FPV drones differ from standard drones like the DJI Mavic 3 in two main ways: they're flown using a headset that gives the pilot a live view from the aircraft for maximum control, and they're also typically smaller and more nimble than their mainstream counterparts. 

This means that FPV drones are frequently used for racing, but an increasing number are being used to create spectacular aerial videos – and it's this audience that the Hero 10 Black Bones has been designed for.

The GoPro Hero 10 Black Bones on a flying drone

(Image credit: Future)

FPV fans have previously bought or created their own 'naked' GoPros by stripping down the company's traditional action cameras and voiding warranties in the process. For years, they've pleaded with GoPro to make an updated version of its long-discontinued Session action cam – and the Hero 10 Black Bones is finally that camera.

Unlike the Session, the Bones isn't a traditional action camera that can be used for all of your video needs. In order to reach its 54g weight, GoPro has removed the display, battery, speaker, GPS and waterproof build quality from the GoPro Hero 10 Black. In other words, it's the Hero 10 Black's imaging pipeline, minus the rest of the camera.

All that the Bones really has left is the same 1/2.3in sensor and GP2 processor as the Hero 10, in a plastic, well-ventilated shell. Is that enough to justify its price tag? We took one for a spin around a skate park to find out.

GoPro Hero 10 Black Bones release date and price

FPV drone fans can buy the Hero 10 Black Bones today (in the US only) for $399.99 if you're prepared to sign up for a one-year GoPro Subscription, or $499.99 without a subscription.

Considering that the Hero 10 Black Bones lacks a battery, display, speaker, GPS and or GoPro's traditional waterproof build, that might not sound like a great deal – and it is pretty pricey for an FPV camera.

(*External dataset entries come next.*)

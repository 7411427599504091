//! TelemetryBlueprint - Config Loader 输出
//!
//! 描述完整的中继配置：帧 schema、管线参数、输出 handler 列表。

use serde::{Deserialize, Serialize};
use std::collections::HashMap;
use std::time::Duration;

use crate::FrameSchema;

/// 完整的中继配置蓝图
///
/// schema 的键 (`frame_sync_word`, `parameters` ...) 位于顶层，与旧的 schema 文件兼容。
#[derive(Debug, Clone, Serialize, Deserialize)]
pub struct TelemetryBlueprint {
    /// 帧布局
    #[serde(flatten)]
    pub schema: FrameSchema,

    /// 管线参数
    #[serde(default)]
    pub pipeline: PipelineSettings,

    /// 输出 handler 列表，为空时由调用方决定默认值
    #[serde(default)]
    pub handlers: Vec<HandlerConfig>,
}

/// 管线参数
#[derive(Debug, Clone, PartialEq, Serialize, Deserialize)]
#[serde(default)]
pub struct PipelineSettings {
    /// 成功解码多少帧后停止
    pub max_frames: u64,

    /// 帧间节拍 (毫秒)，0 表示不等待
    pub frame_interval_ms: u64,

    /// 阻塞型 handler 入队等待上限 (毫秒)
    pub handler_timeout_ms: u64,

    /// 广播循环排空宽限期 (毫秒)
    pub drain_grace_ms: u64,

    /// 监听器关闭宽限期 (毫秒)
    pub listener_grace_ms: u64,

    /// 复制到 `source_timestamp_s` 的字段名
    pub source_timestamp_field: String,

    /// 源失败重试
    pub retry: RetrySettings,
}

impl Default for PipelineSettings {
    fn default() -> Self {
        Self {
            max_frames: 10_000,
            frame_interval_ms: 200,
            handler_timeout_ms: 1_000,
            drain_grace_ms: 5_000,
            listener_grace_ms: 2_000,
            source_timestamp_field: "timestamp_s".to_string(),
            retry: RetrySettings::default(),
        }
    }
}

impl PipelineSettings {
    pub fn frame_interval(&self) -> Duration {
        Duration::from_millis(self.frame_interval_ms)
    }

    pub fn handler_timeout(&self) -> Duration {
        Duration::from_millis(self.handler_timeout_ms)
    }

    pub fn drain_grace(&self) -> Duration {
        Duration::from_millis(self.drain_grace_ms)
    }

    pub fn listener_grace(&self) -> Duration {
        Duration::from_millis(self.listener_grace_ms)
    }
}

/// 源失败重试配置
#[derive(Debug, Clone, PartialEq, Serialize, Deserialize)]
#[serde(default)]
pub struct RetrySettings {
    /// 连续失败超过该次数后结束
    pub max_consecutive_failures: u32,

    /// 退避方式
    pub backoff: BackoffKind,

    /// 首次 (或固定) 退避时间 (毫秒)
    pub backoff_ms: u64,

    /// 指数退避上限 (毫秒)
    pub max_backoff_ms: u64,
}

impl Default for RetrySettings {
    fn default() -> Self {
        Self {
            max_consecutive_failures: 5,
            backoff: BackoffKind::Fixed,
            backoff_ms: 500,
            max_backoff_ms: 5_000,
        }
    }
}

/// 退避方式
#[derive(Debug, Clone, Copy, PartialEq, Eq, Default, Serialize, Deserialize)]
#[serde(rename_all = "snake_case")]
pub enum BackoffKind {
    None,
    #[default]
    Fixed,
    Exponential,
}

/// Handler 输出配置
#[derive(Debug, Clone, Serialize, Deserialize)]
pub struct HandlerConfig {
    /// Handler 名称
    pub name: String,

    /// Handler 类型
    pub handler_type: HandlerType,

    /// 队列容量
    #[serde(default = "default_queue_capacity")]
    pub queue_capacity: usize,

    /// 类型特定参数
    #[serde(default)]
    pub params: HashMap<String, String>,
}

fn default_queue_capacity() -> usize {
    100
}

impl HandlerConfig {
    pub fn new(name: impl Into<String>, handler_type: HandlerType) -> Self {
        Self {
            name: name.into(),
            handler_type,
            queue_capacity: default_queue_capacity(),
            params: HashMap::new(),
        }
    }

    pub fn with_param(mut self, key: impl Into<String>, value: impl Into<String>) -> Self {
        self.params.insert(key.into(), value.into());
        self
    }
}

/// Handler 类型
#[derive(Debug, Clone, Copy, PartialEq, Eq, Serialize, Deserialize)]
#[serde(rename_all = "snake_case")]
pub enum HandlerType {
    /// 控制台实时查看
    Console,
    /// JSONL 文件日志
    File,
    /// WebSocket 广播
    Broadcast,
}

impl TelemetryBlueprint {
    /// 未配置 handler 时使用的默认组合：控制台 + 文件日志
    pub fn default_handlers() -> Vec<HandlerConfig> {
        vec![
            HandlerConfig::new("console", HandlerType::Console),
            HandlerConfig::new("file", HandlerType::File),
        ]
    }

    /// 配置中的 handler，为空时返回默认组合
    pub fn effective_handlers(&self) -> Vec<HandlerConfig> {
        if self.handlers.is_empty() {
            Self::default_handlers()
        } else {
            self.handlers.clone()
        }
    }
}

#[cfg(test)]
mod tests {
    use super::*;

    const MINIMAL: &str = r#"{
        "frame_sync_word": "0xABCD",
        "byte_order": "big",
        "frame_total_length": 2,
        "parameters": [
            {"name": "sync_word", "offset": 0, "length": 2, "binary_encoding": "uint16", "is_sync_word": true}
        ]
    }"#;

    #[test]
    fn pipeline_defaults_when_absent() {
        let blueprint: TelemetryBlueprint = serde_json::from_str(MINIMAL).unwrap();
        assert_eq!(blueprint.pipeline, PipelineSettings::default());
        assert_eq!(blueprint.pipeline.max_frames, 10_000);
        assert_eq!(blueprint.pipeline.retry.max_consecutive_failures, 5);
        assert_eq!(blueprint.pipeline.drain_grace(), Duration::from_secs(5));
        assert_eq!(blueprint.schema.total_length, 2);
    }

    #[test]
    fn effective_handlers_fall_back_to_console_and_file() {
        let blueprint: TelemetryBlueprint = serde_json::from_str(MINIMAL).unwrap();
        let handlers = blueprint.effective_handlers();
        let types: Vec<HandlerType> = handlers.iter().map(|h| h.handler_type).collect();
        assert_eq!(types, [HandlerType::Console, HandlerType::File]);
        assert!(handlers.iter().all(|h| h.queue_capacity == 100));
    }

    #[test]
    fn partial_retry_override() {
        let json = MINIMAL.trim_end().trim_end_matches('}').to_string()
            + r#", "pipeline": {"max_frames": 3, "retry": {"backoff": "exponential"}},
                 "handlers": [{"name": "ws", "handler_type": "broadcast", "params": {"addr": "0.0.0.0:9000"}}]}"#;
        let blueprint: TelemetryBlueprint = serde_json::from_str(&json).unwrap();
        assert_eq!(blueprint.pipeline.max_frames, 3);
        assert_eq!(blueprint.pipeline.frame_interval_ms, 200);
        assert_eq!(blueprint.pipeline.retry.backoff, BackoffKind::Exponential);
        assert_eq!(blueprint.pipeline.retry.backoff_ms, 500);
        assert_eq!(blueprint.handlers[0].handler_type, HandlerType::Broadcast);
        assert_eq!(blueprint.handlers[0].params["addr"], "0.0.0.0:9000");
    }
}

The GoPro Hero 10 Black Bones camera on an FPV drone

(Image credit: Future)

But a big part of the camera's appeal is its compatibility with GoPro's ReelSteady stabilization software – and a license for this, which has now been combined with the desktop GoPro Player app, is included in the price.

As for whether or not you should get a GoPro Subscription, our advice remains that it's worth doing for the discount – particularly as you can cancel at any time before the subscription automatically renews after a year. For a full rundown of what the subscription includes, check out our 'Should I get a GoPro Subscription?' guide.


The Hero 10 Black Bones is a shell of its fully-fledged sibling – and that's a good thing. In the hand, it weighs a barely noticeable 54g, which means it's compatible with 3-inch class FPV drones (in other words, ones with 3-inch propellors) or larger. At a push, you could even mount it on smaller 2.5-inch models.

The reason why it's so light is because GoPro has stripped out everything except for the Hero 10 Black's sensor, processor and lens (which thankfully still supports replaceable lens covers for ND filters). There's no display, battery, speaker, GPS, or metal enclosure here, with the Bones instead constructed from lightweight plastic.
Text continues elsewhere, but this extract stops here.